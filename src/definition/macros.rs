//! Macros for ergonomic machine declaration.

/// Declare a machine definition as a state/transition table.
///
/// Expands to a [`MachineBuilder`](crate::definition::MachineBuilder)
/// invocation and yields `Result<MachineDefinition, BuildError>`. Only
/// plain edges are expressible here; guarded or internal transitions go
/// through the builder directly.
///
/// # Example
///
/// ```
/// use statescope::machine;
///
/// let toggle = machine! {
///     id: "toggle",
///     initial: "inactive",
///     "inactive" => { "TOGGLE" => "active" },
///     "active" => { "TOGGLE" => "inactive" },
/// }
/// .unwrap();
///
/// assert_eq!(toggle.id(), "toggle");
/// ```
#[macro_export]
macro_rules! machine {
    (
        id: $id:expr,
        initial: $initial:expr,
        $(
            $source:literal => { $( $event:literal => $target:literal ),* $(,)? }
        ),* $(,)?
    ) => {{
        let builder = $crate::definition::MachineBuilder::new($id).initial($initial);
        $(
            $(
                let builder = builder.on($source, $event, $target);
            )*
        )*
        builder.build()
    }};
}

#[cfg(test)]
mod tests {
    use crate::core::StateValue;

    #[test]
    fn machine_macro_builds_a_table() {
        let lights = machine! {
            id: "trafficLight",
            initial: "green",
            "green" => { "NEXT" => "yellow" },
            "yellow" => { "NEXT" => "red" },
            "red" => { "NEXT" => "green" },
        }
        .unwrap();

        assert_eq!(lights.id(), "trafficLight");
        assert_eq!(lights.initial(), &StateValue::from("green"));
        assert_eq!(lights.transitions().len(), 3);
    }

    #[test]
    fn machine_macro_supports_multiple_events_per_state() {
        let definition = machine! {
            id: "door",
            initial: "closed",
            "closed" => { "OPEN" => "open", "LOCK" => "locked" },
            "open" => { "CLOSE" => "closed" },
            "locked" => { "UNLOCK" => "closed" },
        }
        .unwrap();

        assert_eq!(definition.transitions().len(), 4);
    }

    #[test]
    fn machine_macro_surfaces_build_errors() {
        let result = machine! {
            id: "empty",
            initial: "only",
        };

        assert!(result.is_err());
    }
}
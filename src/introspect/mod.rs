//! Transition introspection: which events would a snapshot accept?

use crate::core::EventSet;
use crate::engine::MachineSnapshot;

/// Derive the set of externally triggerable event names valid from a
/// snapshot's current state.
///
/// Enumerates every transition whose source matches the current state
/// value (including transitions declared at any active region of a
/// hierarchical value), collects each concrete event name, discards
/// catch-all matchers, deduplicates and sorts ascending.
///
/// An absent snapshot yields the empty set, so callers rendering before
/// an instance exists get "no events", not a failure. The function is pure:
/// cheap to call on every render, and it never mutates the snapshot.
///
/// # Example
///
/// ```rust
/// use statescope::engine::Interpreter;
/// use statescope::introspect::available_events;
/// use statescope::machine;
///
/// let toggle = machine! {
///     id: "toggle",
///     initial: "inactive",
///     "inactive" => { "TOGGLE" => "active" },
///     "active" => { "TOGGLE" => "inactive" },
/// }
/// .unwrap();
///
/// let instance = Interpreter::new(toggle);
/// let events = available_events(Some(&instance));
/// assert_eq!(events.to_vec(), vec!["TOGGLE"]);
///
/// assert!(available_events(None).is_empty());
/// ```
pub fn available_events(snapshot: Option<&dyn MachineSnapshot>) -> EventSet {
    match snapshot {
        None => EventSet::new(),
        Some(snapshot) => snapshot
            .transitions_from()
            .into_iter()
            .map(|edge| edge.event)
            .collect(),
    }
}

#[cfg(test)]
mod tests {
    use super::*;
    use crate::core::{Context, EventMatcher, StateValue, TransitionEdge};

    /// Snapshot stub with a fixed transition enumeration, standing in for
    /// any external engine.
    struct StubSnapshot {
        value: StateValue,
        context: Context,
        edges: Vec<TransitionEdge>,
    }

    impl StubSnapshot {
        fn with_edges(edges: Vec<TransitionEdge>) -> Self {
            StubSnapshot {
                value: StateValue::from("s"),
                context: Context::new(),
                edges,
            }
        }
    }

    impl MachineSnapshot for StubSnapshot {
        fn value(&self) -> &StateValue {
            &self.value
        }

        fn context(&self) -> &Context {
            &self.context
        }

        fn transitions_from(&self) -> Vec<TransitionEdge> {
            self.edges.clone()
        }
    }

    fn edge(event: EventMatcher) -> TransitionEdge {
        TransitionEdge::new("s", event, "t", false)
    }

    #[test]
    fn absent_snapshot_yields_empty_set() {
        assert!(available_events(None).is_empty());
    }

    #[test]
    fn collects_named_events() {
        let snapshot = StubSnapshot::with_edges(vec![
            edge(EventMatcher::named("NEXT")),
            edge(EventMatcher::named("STOP")),
        ]);

        let events = available_events(Some(&snapshot));
        assert_eq!(events.to_vec(), vec!["NEXT", "STOP"]);
    }

    #[test]
    fn wildcard_transitions_never_surface() {
        let snapshot = StubSnapshot::with_edges(vec![
            edge(EventMatcher::Wildcard),
            edge(EventMatcher::named("TOGGLE")),
            edge(EventMatcher::Wildcard),
        ]);

        let events = available_events(Some(&snapshot));
        assert_eq!(events.to_vec(), vec!["TOGGLE"]);
    }

    #[test]
    fn duplicate_event_names_collapse() {
        let snapshot = StubSnapshot::with_edges(vec![
            edge(EventMatcher::named("GO")),
            edge(EventMatcher::named("GO")),
            edge(EventMatcher::named("GO")),
        ]);

        assert_eq!(available_events(Some(&snapshot)).len(), 1);
    }

    #[test]
    fn result_is_sorted_regardless_of_declaration_order() {
        let snapshot = StubSnapshot::with_edges(vec![
            edge(EventMatcher::named("RESET")),
            edge(EventMatcher::named("DECREMENT")),
            edge(EventMatcher::named("INCREMENT")),
        ]);

        let events = available_events(Some(&snapshot));
        assert_eq!(
            events.to_vec(),
            vec!["DECREMENT", "INCREMENT", "RESET"]
        );
    }

    #[test]
    fn guarded_edges_are_enumerated_structurally() {
        let snapshot = StubSnapshot::with_edges(vec![TransitionEdge::new(
            "s",
            EventMatcher::named("OPEN"),
            "t",
            true,
        )]);

        // Guard presence does not hide the event from the set.
        assert!(available_events(Some(&snapshot)).contains("OPEN"));
    }

    #[test]
    fn only_wildcards_means_no_events() {
        let snapshot = StubSnapshot::with_edges(vec![edge(EventMatcher::Wildcard)]);
        assert!(available_events(Some(&snapshot)).is_empty());
    }
}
----------------
▸ Work required:
An exact copy of all the material is what is needed.

▸ Finished exercise:
filename src/definition/macros.rs
//! Macros for ergonomic machine declaration.

/// Declare a machine definition as a state/transition table.
///
/// Expands to a [`MachineBuilder`](crate::definition::MachineBuilder)
/// invocation and yields `Result<MachineDefinition, BuildError>`. Only
/// plain edges are expressible here; guarded or internal transitions go
/// through the builder directly.
///
/// # Example
///
/// ```
/// use statescope::machine;
///
/// let toggle = machine! {
///     id: "toggle",
///     initial: "inactive",
///     "inactive" => { "TOGGLE" => "active" },
///     "active" => { "TOGGLE" => "inactive" },
/// }
/// .unwrap();
///
/// assert_eq!(toggle.id(), "toggle");
/// ```
#[macro_export]
macro_rules! machine {
    (
        id: $id:expr,
        initial: $initial:expr,
        $(
            $source:literal => { $( $event:literal => $target:literal ),* $(,)? }
        ),* $(,)?
    ) => {{
        let builder = $crate::definition::MachineBuilder::new($id).initial($initial);
        $(
            $(
                let builder = builder.on($source, $event, $target);
            )*
        )*
        builder.build()
    }};
}

#[cfg(test)]
mod tests {
    use crate::core::StateValue;

    #[test]
    fn machine_macro_builds_a_table() {
        let lights = machine! {
            id: "trafficLight",
            initial: "green",
            "green" => { "NEXT" => "yellow" },
            "yellow" => { "NEXT" => "red" },
            "red" => { "NEXT" => "green" },
        }
        .unwrap();

        assert_eq!(lights.id(), "trafficLight");
        assert_eq!(lights.initial(), &StateValue::from("green"));
        assert_eq!(lights.transitions().len(), 3);
    }

    #[test]
    fn machine_macro_supports_multiple_events_per_state() {
        let definition = machine! {
            id: "door",
            initial: "closed",
            "closed" => { "OPEN" => "open", "LOCK" => "locked" },
            "open" => { "CLOSE" => "closed" },
            "locked" => { "UNLOCK" => "closed" },
        }
        .unwrap();

        assert_eq!(definition.transitions().len(), 4);
    }

    #[test]
    fn machine_macro_surfaces_build_errors() {
        let result = machine! {
            id: "empty",
            initial: "only",
        };

        assert!(result.is_err());
    }
}
filename src/introspect/mod.rs
//! Transition introspection: which events would a snapshot accept?

use crate::core::EventSet;
use crate::engine::MachineSnapshot;

/// Derive the set of externally triggerable event names valid from a
/// snapshot's current state.
///
/// Enumerates every transition whose source matches the current state
/// value (including transitions declared at any active region of a
/// hierarchical value), collects each concrete event name, discards
/// catch-all matchers, deduplicates and sorts ascending.
///
/// An absent snapshot yields the empty set, so callers rendering before
/// an instance exists get "no events", not a failure. The function is pure:
/// cheap to call on every render, and it never mutates the snapshot.
///
/// # Example
///
/// ```rust
/// use statescope::engine::Interpreter;
/// use statescope::introspect::available_events;
/// use statescope::machine;
///
/// let toggle = machine! {
///     id: "toggle",
///     initial: "inactive",
///     "inactive" => { "TOGGLE" => "active" },
///     "active" => { "TOGGLE" => "inactive" },
/// }
/// .unwrap();
///
/// let instance = Interpreter::new(toggle);
/// let events = available_events(Some(&instance));
/// assert_eq!(events.to_vec(), vec!["TOGGLE"]);
///
/// assert!(available_events(None).is_empty());
/// ```
pub fn available_events(snapshot: Option<&dyn MachineSnapshot>) -> EventSet {
    match snapshot {
        None => EventSet::new(),
        Some(snapshot) => snapshot
            .transitions_from()
            .into_iter()
            .map(|edge| edge.event)
            .collect(),
    }
}

#[cfg(test)]
mod tests {
    use super::*;
    use crate::core::{Context, EventMatcher, StateValue, TransitionEdge};

    /// Snapshot stub with a fixed transition enumeration, standing in for
    /// any external engine.
    struct StubSnapshot {
        value: StateValue,
        context: Context,
        edges: Vec<TransitionEdge>,
    }

    impl StubSnapshot {
        fn with_edges(edges: Vec<TransitionEdge>) -> Self {
            StubSnapshot {
                value: StateValue::from("s"),
                context: Context::new(),
                edges,
            }
        }
    }

    impl MachineSnapshot for StubSnapshot {
        fn value(&self) -> &StateValue {
            &self.value
        }

        fn context(&self) -> &Context {
            &self.context
        }

        fn transitions_from(&self) -> Vec<TransitionEdge> {
            self.edges.clone()
        }
    }

    fn edge(event: EventMatcher) -> TransitionEdge {
        TransitionEdge::new("s", event, "t", false)
    }

    #[test]
    fn absent_snapshot_yields_empty_set() {
        assert!(available_events(None).is_empty());
    }

    #[test]
    fn collects_named_events() {
        let snapshot = StubSnapshot::with_edges(vec![
            edge(EventMatcher::named("NEXT")),
            edge(EventMatcher::named("STOP")),
        ]);

        let events = available_events(Some(&snapshot));
        assert_eq!(events.to_vec(), vec!["NEXT", "STOP"]);
    }

    #[test]
    fn wildcard_transitions_never_surface() {
        let snapshot = StubSnapshot::with_edges(vec![
            edge(EventMatcher::Wildcard),
            edge(EventMatcher::named("TOGGLE")),
            edge(EventMatcher::Wildcard),
        ]);

        let events = available_events(Some(&snapshot));
        assert_eq!(events.to_vec(), vec!["TOGGLE"]);
    }

    #[test]
    fn duplicate_event_names_collapse() {
        let snapshot = StubSnapshot::with_edges(vec![
            edge(EventMatcher::named("GO")),
            edge(EventMatcher::named("GO")),
            edge(EventMatcher::named("GO")),
        ]);

        assert_eq!(available_events(Some(&snapshot)).len(), 1);
    }

    #[test]
    fn result_is_sorted_regardless_of_declaration_order() {
        let snapshot = StubSnapshot::with_edges(vec![
            edge(EventMatcher::named("RESET")),
            edge(EventMatcher::named("DECREMENT")),
            edge(EventMatcher::named("INCREMENT")),
        ]);

        let events = available_events(Some(&snapshot));
        assert_eq!(
            events.to_vec(),
            vec!["DECREMENT", "INCREMENT", "RESET"]
        );
    }

    #[test]
    fn guarded_edges_are_enumerated_structurally() {
        let snapshot = StubSnapshot::with_edges(vec![TransitionEdge::new(
            "s",
            EventMatcher::named("OPEN"),
            "t",
            true,
        )]);

        // Guard presence does not hide the event from the set.
        assert!(available_events(Some(&snapshot)).contains("OPEN"));
    }

    #[test]
    fn only_wildcards_means_no_events() {
        let snapshot = StubSnapshot::with_edges(vec![edge(EventMatcher::Wildcard)]);
        assert!(available_events(Some(&snapshot)).is_empty());
    }
}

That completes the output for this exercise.